Mary H. Blewett (born 1938) is an author and academic specializing in American social history, women's history, and labor history. She is an emeritus professor at the University of Massachusetts Lowell, having retired in 1999 after 36 years. She is the author or co-author of six academic monographs and numerous articles as well as two novels.

== Early life ==
She was a lifelong friend of Gabriele Annan. They met at a progressive boarding school in England.

== Education ==
Blewett received her B.A, M.A., and Ph.D. degrees at the University of Missouri.

== Career ==
Blewett arrived in Lowell in 1965, initially joining the History Department at Lowell State College, later to become the University of Massachusetts Lowell. In the 1970s, Blewett became increasingly involved with community history projects in the Merrimack Valley, including with the creation of the Lowell National Historical Park and associated oral history projects. In 1976, Blewett co-founded, together with Joan Rothschild, the Women's Studies Program at the University of Massachusetts Lowell. From 1976 to 1978, Blewett served as the first female president of the Lowell Historical Society.
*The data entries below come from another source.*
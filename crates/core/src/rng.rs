//! RNG module - where new pieces come from
//!
//! The session draws every new piece through [`PieceSource`]. The default
//! source picks uniformly from the catalog with a seedable `StdRng`, so the
//! same seed replays the same game. [`FixedPieces`] replays a scripted
//! sequence, which tests and demos use to force specific pieces.

use rand::rngs::StdRng;
use rand::SeedableRng;

use crate::catalog::random_piece;
use crate::types::PieceKind;

/// Supplier of the next piece kind
pub trait PieceSource {
    fn next_kind(&mut self) -> PieceKind;
}

impl<S: PieceSource + ?Sized> PieceSource for Box<S> {
    fn next_kind(&mut self) -> PieceKind {
        (**self).next_kind()
    }
}

/// Uniform random pieces
#[derive(Debug, Clone)]
pub struct RandomPieces {
    rng: StdRng,
    seed: Option<u64>,
}

impl RandomPieces {
    /// Deterministic source: the same seed yields the same piece sequence
    pub fn new(seed: u64) -> Self {
        Self {
            rng: StdRng::seed_from_u64(seed),
            seed: Some(seed),
        }
    }

    /// Source seeded from the operating system
    pub fn from_entropy() -> Self {
        Self {
            rng: StdRng::from_os_rng(),
            seed: None,
        }
    }

    /// Seed this source was created with, if any
    pub fn seed(&self) -> Option<u64> {
        self.seed
    }
}

impl PieceSource for RandomPieces {
    fn next_kind(&mut self) -> PieceKind {
        random_piece(&mut self.rng).kind
    }
}

/// Cycles through a fixed list of kinds.
///
/// An empty list behaves like `[PieceKind::I]`.
#[derive(Debug, Clone, PartialEq, Eq)]
pub struct FixedPieces {
    kinds: Vec<PieceKind>,
    index: usize,
}

impl FixedPieces {
    pub fn new(kinds: impl IntoIterator<Item = PieceKind>) -> Self {
        let mut kinds: Vec<PieceKind> = kinds.into_iter().collect();
        if kinds.is_empty() {
            kinds.push(PieceKind::I);
        }
        Self { kinds, index: 0 }
    }

    /// Source that only ever yields `kind`
    pub fn repeat(kind: PieceKind) -> Self {
        Self::new([kind])
    }
}

impl PieceSource for FixedPieces {
    fn next_kind(&mut self) -> PieceKind {
        let kind = self.kinds[self.index % self.kinds.len()];
        self.index = (self.index + 1) % self.kinds.len();
        kind
    }
}
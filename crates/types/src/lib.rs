//! Core types module - shared data structures and constants
//!
//! This module defines the fundamental types used throughout the workspace.
//! Everything here is plain data, usable from the simulation core, the
//! terminal renderer and the input mapper alike.
//!
//! # Board Dimensions
//!
//! - **Width**: 10 columns (indexed 0-9)
//! - **Height**: 20 rows (indexed 0-19, row 0 at the top)
//!
//! Both can be overridden per game through the core configuration.
//!
//! # Gravity by Level
//!
//! | Level | Interval |
//! |-------|----------|
//! | 1 | 800ms |
//! | 2 | 700ms |
//! | 3 | 600ms |
//! | 4 | 500ms |
//! | 5 | 400ms |
//! | 6 | 300ms |
//! | 7 | 250ms |
//! | 8 | 200ms |
//! | 9 | 150ms |
//! | 10 | 100ms |
//!
//! # Examples
//!
//! ```
//! use neon_tetris_types::{GameAction, PieceKind, BOARD_HEIGHT, BOARD_WIDTH};
//!
//! // Parse from string (case-insensitive)
//! let parsed = PieceKind::from_str("t").unwrap();
//! assert_eq!(parsed, PieceKind::T);
//!
//! // Every kind carries its display color
//! assert_eq!(PieceKind::I.color().to_string(), "#00f0f0");
//!
//! // Parse an input intent
//! let action = GameAction::from_str("hardDrop").unwrap();
//! assert_eq!(action, GameAction::HardDrop);
//!
//! assert_eq!(BOARD_WIDTH, 10);
//! assert_eq!(BOARD_HEIGHT, 20);
//! ```

use std::fmt;

use serde::{Deserialize, Serialize};

/// Default board width in cells
pub const BOARD_WIDTH: usize = 10;

/// Default board height in cells
pub const BOARD_HEIGHT: usize = 20;

/// Lowest level a session can be at
pub const MIN_LEVEL: u32 = 1;

/// Highest level; gravity stops speeding up here
pub const MAX_LEVEL: u32 = 10;

/// Score needed per level step
pub const LEVEL_SCORE_STEP: u32 = 1000;

/// Points awarded per row skipped by a hard drop
pub const HARD_DROP_POINTS_PER_ROW: u32 = 2;

/// Base points per number of rows cleared by one landing, indexed by count.
///
/// Multiplied by the current level when awarded.
pub const LINE_POINTS: [u32; 5] = [0, 100, 300, 500, 800];

/// Gravity period per level in milliseconds.
///
/// Index 0 = level 1, index 9 = level 10.
pub const DROP_INTERVALS_MS: [u32; 10] = [800, 700, 600, 500, 400, 300, 250, 200, 150, 100];

/// Width of the zero-padded score shown to the player
pub const SCORE_DISPLAY_DIGITS: usize = 6;

/// 24-bit display color of a tetromino.
#[derive(Debug, Clone, Copy, PartialEq, Eq, Hash, Default, Serialize, Deserialize)]
pub struct Color {
    pub r: u8,
    pub g: u8,
    pub b: u8,
}

impl Color {
    pub const fn new(r: u8, g: u8, b: u8) -> Self {
        Self { r, g, b }
    }

    /// Build from a packed `0xRRGGBB` value.
    pub const fn from_hex(hex: u32) -> Self {
        Self {
            r: ((hex >> 16) & 0xff) as u8,
            g: ((hex >> 8) & 0xff) as u8,
            b: (hex & 0xff) as u8,
        }
    }

    /// Packed `0xRRGGBB` value.
    pub const fn to_hex(self) -> u32 {
        ((self.r as u32) << 16) | ((self.g as u32) << 8) | self.b as u32
    }
}

impl fmt::Display for Color {
    fn fmt(&self, f: &mut fmt::Formatter<'_>) -> fmt::Result {
        write!(f, "#{:06x}", self.to_hex())
    }
}

/// The seven tetromino piece kinds
///
/// Each piece has a distinct shape and color:
/// - **I**: Cyan, horizontal bar
/// - **O**: Yellow, 2x2 square
/// - **T**: Purple, T-shaped
/// - **S**: Green, S-shaped
/// - **Z**: Red, Z-shaped (mirror of S)
/// - **J**: Blue, J-shaped
/// - **L**: Orange, L-shaped (mirror of J)
#[derive(Debug, Clone, Copy, PartialEq, Eq, Hash, Serialize, Deserialize)]
pub enum PieceKind {
    I,
    O,
    T,
    S,
    Z,
    J,
    L,
}

impl PieceKind {
    /// All kinds, in catalog order
    pub const ALL: [PieceKind; 7] = [
        PieceKind::I,
        PieceKind::O,
        PieceKind::T,
        PieceKind::S,
        PieceKind::Z,
        PieceKind::J,
        PieceKind::L,
    ];

    /// Parse piece kind from string (case-insensitive)
    ///
    /// # Examples
    ///
    /// ```
    /// use neon_tetris_types::PieceKind;
    ///
    /// assert_eq!(PieceKind::from_str("i"), Some(PieceKind::I));
    /// assert_eq!(PieceKind::from_str("O"), Some(PieceKind::O));
    /// assert_eq!(PieceKind::from_str("unknown"), None);
    /// ```
    pub fn from_str(s: &str) -> Option<Self> {
        match s.to_lowercase().as_str() {
            "i" => Some(PieceKind::I),
            "o" => Some(PieceKind::O),
            "t" => Some(PieceKind::T),
            "s" => Some(PieceKind::S),
            "z" => Some(PieceKind::Z),
            "j" => Some(PieceKind::J),
            "l" => Some(PieceKind::L),
            _ => None,
        }
    }

    /// Convert to lowercase string representation
    pub fn as_str(&self) -> &'static str {
        match self {
            PieceKind::I => "i",
            PieceKind::O => "o",
            PieceKind::T => "t",
            PieceKind::S => "s",
            PieceKind::Z => "z",
            PieceKind::J => "j",
            PieceKind::L => "l",
        }
    }

    /// Fixed display color of this kind
    pub const fn color(self) -> Color {
        match self {
            PieceKind::I => Color::from_hex(0x00f0f0),
            PieceKind::O => Color::from_hex(0xf0f000),
            PieceKind::T => Color::from_hex(0xa000f0),
            PieceKind::S => Color::from_hex(0x00f000),
            PieceKind::Z => Color::from_hex(0xf00000),
            PieceKind::J => Color::from_hex(0x0000f0),
            PieceKind::L => Color::from_hex(0xf0a000),
        }
    }
}

/// Player intents consumed by the session.
///
/// Mapping physical keys to intents is the input collaborator's job.
#[derive(Debug, Clone, Copy, PartialEq, Eq, Hash, Serialize, Deserialize)]
pub enum GameAction {
    MoveLeft,
    MoveRight,
    SoftDrop,
    Rotate,
    HardDrop,
    TogglePause,
    Reset,
}

impl GameAction {
    /// Parse action from string (case-insensitive)
    pub fn from_str(s: &str) -> Option<Self> {
        match s.to_lowercase().as_str() {
            "moveleft" => Some(GameAction::MoveLeft),
            "moveright" => Some(GameAction::MoveRight),
            "softdrop" => Some(GameAction::SoftDrop),
            "rotate" => Some(GameAction::Rotate),
            "harddrop" => Some(GameAction::HardDrop),
            "togglepause" | "pause" => Some(GameAction::TogglePause),
            "reset" => Some(GameAction::Reset),
            _ => None,
        }
    }

    /// Convert to string
    pub fn as_str(&self) -> &'static str {
        match self {
            GameAction::MoveLeft => "moveLeft",
            GameAction::MoveRight => "moveRight",
            GameAction::SoftDrop => "softDrop",
            GameAction::Rotate => "rotate",
            GameAction::HardDrop => "hardDrop",
            GameAction::TogglePause => "togglePause",
            GameAction::Reset => "reset",
        }
    }

    /// Whether the intent moves or reshapes the current piece.
    ///
    /// Movement intents are inert while paused or after game over.
    pub fn is_movement(&self) -> bool {
        !matches!(self, GameAction::TogglePause | GameAction::Reset)
    }
}

/// Cell on the board (None = empty, Some = filled with the landed piece's color)
pub type Cell = Option<Color>;

#[cfg(test)]
mod tests {
    use super::*;

    #[test]
    fn drop_intervals_cover_every_level() {
        assert_eq!(DROP_INTERVALS_MS.len() as u32, MAX_LEVEL - MIN_LEVEL + 1);
        assert_eq!(DROP_INTERVALS_MS[0], 800);
        assert_eq!(DROP_INTERVALS_MS[9], 100);
        assert!(DROP_INTERVALS_MS.windows(2).all(|w| w[0] > w[1]));
    }

    #[test]
    fn line_points_grow_super_linearly() {
        assert_eq!(LINE_POINTS, [0, 100, 300, 500, 800]);
        for lines in 2..LINE_POINTS.len() {
            assert!(LINE_POINTS[lines] > LINE_POINTS[1] * (lines as u32 - 1));
        }
    }

    #[test]
    fn color_hex_roundtrip_and_display() {
        let c = Color::from_hex(0xa000f0);
        assert_eq!(c, Color::new(0xa0, 0x00, 0xf0));
        assert_eq!(c.to_hex(), 0xa000f0);
        assert_eq!(c.to_string(), "#a000f0");
        assert_eq!(PieceKind::J.color().to_string(), "#0000f0");
    }

    #[test]
    fn piece_kind_parsing() {
        for kind in PieceKind::ALL {
            assert_eq!(PieceKind::from_str(kind.as_str()), Some(kind));
            assert_eq!(
                PieceKind::from_str(&kind.as_str().to_uppercase()),
                Some(kind)
            );
        }
        assert_eq!(PieceKind::from_str("x"), None);
    }

    #[test]
    fn game_action_parsing() {
        let all = [
            GameAction::MoveLeft,
            GameAction::MoveRight,
            GameAction::SoftDrop,
            GameAction::Rotate,
            GameAction::HardDrop,
            GameAction::TogglePause,
            GameAction::Reset,
        ];
        for action in all {
            assert_eq!(GameAction::from_str(action.as_str()), Some(action));
        }
        assert_eq!(GameAction::from_str("pause"), Some(GameAction::TogglePause));
        assert_eq!(GameAction::from_str("hold"), None);
    }

    #[test]
    fn only_pause_and_reset_are_not_movement() {
        assert!(GameAction::MoveLeft.is_movement());
        assert!(GameAction::HardDrop.is_movement());
        assert!(!GameAction::TogglePause.is_movement());
        assert!(!GameAction::Reset.is_movement());
    }
}
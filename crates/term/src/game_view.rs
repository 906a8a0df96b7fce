//! GameView: maps a `core::GameSnapshot` into a terminal framebuffer.
//!
//! This module is pure (no I/O). It can be unit-tested.

use crate::core::{GameSnapshot, PieceSnapshot};
use crate::fb::{FrameBuffer, Glyph, Rgb, Style};
use crate::types::Color;

/// Edge of the square the next-piece preview is drawn in, in board cells
const PREVIEW_CELLS: u16 = 4;

/// Narrowest side panel worth drawing
const MIN_PANEL_WIDTH: u16 = 12;

const WELL_BG: Rgb = Rgb::new(18, 18, 30);
const PANEL_BG: Rgb = Rgb::new(0, 0, 0);

const CONTROLS: [(&str, &str); 6] = [
    ("←→", "Move"),
    ("↑", "Rotate"),
    ("↓", "Soft drop"),
    ("Space", "Hard drop"),
    ("P", "Pause"),
    ("R", "Reset"),
];

/// Terminal viewport dimensions.
#[derive(Debug, Clone, Copy, PartialEq, Eq)]
pub struct Viewport {
    pub width: u16,
    pub height: u16,
}

impl Viewport {
    pub fn new(width: u16, height: u16) -> Self {
        Self { width, height }
    }
}

#[derive(Debug, Clone, Copy, PartialEq, Eq)]
pub enum AnchorY {
    Center,
    Top,
}

/// Where the board frame landed in the last layout
#[derive(Debug, Clone, Copy, PartialEq, Eq)]
pub struct BoardLayout {
    pub x: u16,
    pub y: u16,
    pub frame_w: u16,
    pub frame_h: u16,
}

/// A lightweight terminal renderer for the Tetris game.
#[derive(Debug, Clone, Copy)]
pub struct GameView {
    /// Board cell width in terminal columns.
    cell_w: u16,
    /// Board cell height in terminal rows.
    cell_h: u16,
    anchor_y: AnchorY,
    show_controls: bool,
}

impl Default for GameView {
    fn default() -> Self {
        // 2x1 helps compensate for typical terminal glyph aspect ratio.
        Self::new(2, 1)
    }
}

impl GameView {
    pub fn new(cell_w: u16, cell_h: u16) -> Self {
        Self {
            cell_w: cell_w.max(1),
            cell_h: cell_h.max(1),
            anchor_y: AnchorY::Center,
            show_controls: true,
        }
    }

    pub fn with_anchor_y(mut self, anchor_y: AnchorY) -> Self {
        self.anchor_y = anchor_y;
        self
    }

    pub fn with_controls(mut self, show: bool) -> Self {
        self.show_controls = show;
        self
    }

    /// Position of the board frame for a snapshot of this size.
    pub fn layout(&self, snap: &GameSnapshot, viewport: Viewport) -> BoardLayout {
        let frame_w = (snap.width as u16).saturating_mul(self.cell_w).saturating_add(2);
        let frame_h = (snap.height as u16).saturating_mul(self.cell_h).saturating_add(2);
        let x = viewport.width.saturating_sub(frame_w) / 2;
        let y = match self.anchor_y {
            AnchorY::Center => viewport.height.saturating_sub(frame_h) / 2,
            AnchorY::Top => 0,
        };
        BoardLayout {
            x,
            y,
            frame_w,
            frame_h,
        }
    }

    /// Render the snapshot into an existing framebuffer.
    ///
    /// Callers can reuse a framebuffer across frames and only resize when the
    /// terminal size changes.
    pub fn render_into(&self, snap: &GameSnapshot, viewport: Viewport, fb: &mut FrameBuffer) {
        fb.resize(viewport.width, viewport.height);
        fb.clear(Glyph::default());

        let layout = self.layout(snap, viewport);
        let border = Style::new(Rgb::new(0, 200, 255), PANEL_BG);
        fb.draw_box(layout.x, layout.y, layout.frame_w, layout.frame_h, border);

        let empty = Style::new(Rgb::new(60, 60, 80), WELL_BG).dim();
        for y in 0..snap.height {
            for x in 0..snap.width {
                match snap.cell(x, y) {
                    Some(color) => self.draw_block(fb, &layout, x as u16, y as u16, color),
                    None => self.fill_cell(fb, &layout, x as u16, y as u16, '·', empty),
                }
            }
        }

        if !snap.game_over {
            self.draw_piece(fb, &layout, snap, &snap.current);
        }

        self.draw_side_panel(fb, snap, viewport, &layout);

        if snap.game_over {
            let score = snap.score_display();
            self.draw_overlay(fb, &layout, &["GAME OVER", score.as_str(), "R: again"]);
        } else if snap.paused {
            self.draw_overlay(fb, &layout, &["PAUSED"]);
        }
    }

    /// Convenience helper that allocates a new framebuffer.
    pub fn render(&self, snap: &GameSnapshot, viewport: Viewport) -> FrameBuffer {
        let mut fb = FrameBuffer::new(viewport.width, viewport.height);
        self.render_into(snap, viewport, &mut fb);
        fb
    }

    fn draw_piece(
        &self,
        fb: &mut FrameBuffer,
        layout: &BoardLayout,
        snap: &GameSnapshot,
        piece: &PieceSnapshot,
    ) {
        for &(x, y) in piece.board_cells().iter() {
            if x >= 0 && y >= 0 && (x as usize) < snap.width && (y as usize) < snap.height {
                self.draw_block(fb, layout, x as u16, y as u16, piece.color);
            }
        }
    }

    fn draw_block(&self, fb: &mut FrameBuffer, layout: &BoardLayout, x: u16, y: u16, color: Color) {
        let style = Style::new(Rgb::from(color), WELL_BG).bold();
        self.fill_cell(fb, layout, x, y, '█', style);
    }

    fn fill_cell(
        &self,
        fb: &mut FrameBuffer,
        layout: &BoardLayout,
        cell_x: u16,
        cell_y: u16,
        ch: char,
        style: Style,
    ) {
        let px = layout.x + 1 + cell_x * self.cell_w;
        let py = layout.y + 1 + cell_y * self.cell_h;
        fb.fill_rect(px, py, self.cell_w, self.cell_h, ch, style);
    }

    fn draw_side_panel(
        &self,
        fb: &mut FrameBuffer,
        snap: &GameSnapshot,
        viewport: Viewport,
        layout: &BoardLayout,
    ) {
        let panel_x = layout.x.saturating_add(layout.frame_w).saturating_add(2);
        if panel_x >= viewport.width || viewport.width - panel_x < MIN_PANEL_WIDTH {
            return;
        }

        let label = Style::new(Rgb::new(0, 240, 120), PANEL_BG).bold();
        let value = Style::new(Rgb::new(230, 230, 230), PANEL_BG);

        let mut y = layout.y;
        fb.put_str(panel_x, y, "NEXT", label);
        y = y.saturating_add(1);
        self.draw_preview(fb, panel_x, y, &snap.next);
        y = y.saturating_add(PREVIEW_CELLS * self.cell_h + 1);

        fb.put_str(panel_x, y, "SCORE", label);
        y = y.saturating_add(1);
        fb.put_str(panel_x, y, &snap.score_display(), value.bold());
        y = y.saturating_add(2);

        fb.put_str(panel_x, y, "LEVEL", label);
        y = y.saturating_add(1);
        fb.put_str(panel_x, y, &snap.level.to_string(), value.bold());
        y = y.saturating_add(2);

        if !self.show_controls {
            return;
        }
        fb.put_str(panel_x, y, "CONTROLS", label);
        y = y.saturating_add(1);
        let key = value.dim();
        for (keys, what) in CONTROLS {
            if y >= viewport.height {
                break;
            }
            fb.put_str(panel_x, y, keys, key);
            fb.put_str(panel_x + 6, y, what, value);
            y = y.saturating_add(1);
        }
    }

    /// Draw `piece`'s shape inside a fixed 4×4 cell area at (x, y).
    fn draw_preview(&self, fb: &mut FrameBuffer, x: u16, y: u16, piece: &PieceSnapshot) {
        let size = piece.shape.size() as u16;
        // Center smaller shapes inside the preview square.
        let off = PREVIEW_CELLS.saturating_sub(size) / 2;
        let style = Style::new(Rgb::from(piece.color), PANEL_BG).bold();
        for &(sx, sy) in piece.shape_cells().iter() {
            let px = x + (off + sx as u16) * self.cell_w;
            let py = y + (off + sy as u16) * self.cell_h;
            fb.fill_rect(px, py, self.cell_w, self.cell_h, '█', style);
        }
    }

    fn draw_overlay(&self, fb: &mut FrameBuffer, layout: &BoardLayout, lines: &[&str]) {
        let style = Style::new(Rgb::new(255, 255, 255), PANEL_BG).bold();
        let top = (layout.y + layout.frame_h / 2).saturating_sub(lines.len() as u16 / 2);
        for (i, text) in lines.iter().enumerate() {
            let text_w = text.chars().count() as u16;
            let x = layout.x + layout.frame_w.saturating_sub(text_w) / 2;
            fb.put_str(x, top + i as u16, text, style);
        }
    }
}

#[cfg(test)]
mod tests {
    use super::*;

    #[test]
    fn layout_centers_standard_board() {
        let snap = GameSnapshot {
            width: 10,
            height: 20,
            cells: vec![None; 200],
            ..GameSnapshot::default()
        };
        let layout = GameView::default().layout(&snap, Viewport::new(80, 24));
        assert_eq!((layout.frame_w, layout.frame_h), (22, 22));
        assert_eq!((layout.x, layout.y), (29, 1));
    }

    #[test]
    fn top_anchor_pins_to_row_zero() {
        let snap = GameSnapshot {
            width: 6,
            height: 8,
            cells: vec![None; 48],
            ..GameSnapshot::default()
        };
        let view = GameView::new(1, 1).with_anchor_y(AnchorY::Top);
        let layout = view.layout(&snap, Viewport::new(40, 30));
        assert_eq!(layout.y, 0);
        assert_eq!((layout.frame_w, layout.frame_h), (8, 10));
    }
}
//! Terminal "game renderer" module.
//!
//! This is a small, game-oriented rendering layer for terminal gameplay.
//! It avoids widget/layout libraries and instead renders a
//! [`GameSnapshot`](crate::core::GameSnapshot) into a simple framebuffer that
//! is then flushed to the terminal.
//!
//! Each board cell is drawn 2 columns wide by default so blocks look square
//! in typical terminal fonts.

pub mod fb;
pub mod game_view;
pub mod renderer;

pub use neon_tetris_core as core;
pub use neon_tetris_types as types;

pub use fb::{FrameBuffer, Glyph, Rgb, Style};
pub use game_view::{AnchorY, BoardLayout, GameView, Viewport};
pub use renderer::{queue_changed_spans, queue_full_frame, TerminalRenderer};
Upon her retirement, the History Department at the University of Massachusetts Lowell named an annual prize for student a research paper in Blewett's honor.

== Select Publications ==

=== Academic Monographs ===
- 1989, Men, Women and Work: Class, Gender, and Protest in the New England Shoe Industry, 1780-1910, University of Illinois Press.
- 1990, The Last Generation: Work and Life in the Textile Mills of Lowell, Massachusetts, 1910-1960 and Constant Turmoil: The Politics of Industrial Life in Nineteenth Century New England, University of Massachusetts Press.
- 1991, We Will Rise in Our Might: Working Women's Voices from Nineteenth-Century New England (Documents in American Social History), Cornell University Press
- 1995, (co-author with Christine McKenna) To Enrich and to Serve: The Centennial History of the University of Massachusetts, Lowell
- 2000, Constant Turmoil: The Politics of Industrial Life in Nineteenth-Century New England, University of Massachusetts Press.
- 2009, The Yankee Yorkshireman: Migration Lived and Imagined (Studies of World Migrations), University of Illinois Press.

=== Novels ===

- 2014, Dealt Hands: A Novel of the Seventies, CF Publishing Group
- 2018, The Unforeseen, Archway Publishing

== Awards ==
Blewett's Men, Women and Work won, together with Joan Wallach Scott, the 1989 Joan Kelly Memorial Prize in Women's History by the American Historical Association, the 1989 Herbert G. Gutman Award for outstanding dissertation, and the New England Historical Association Book Award, 1989. She also lectured for twenty years at various museums and historical societies in Massachusetts.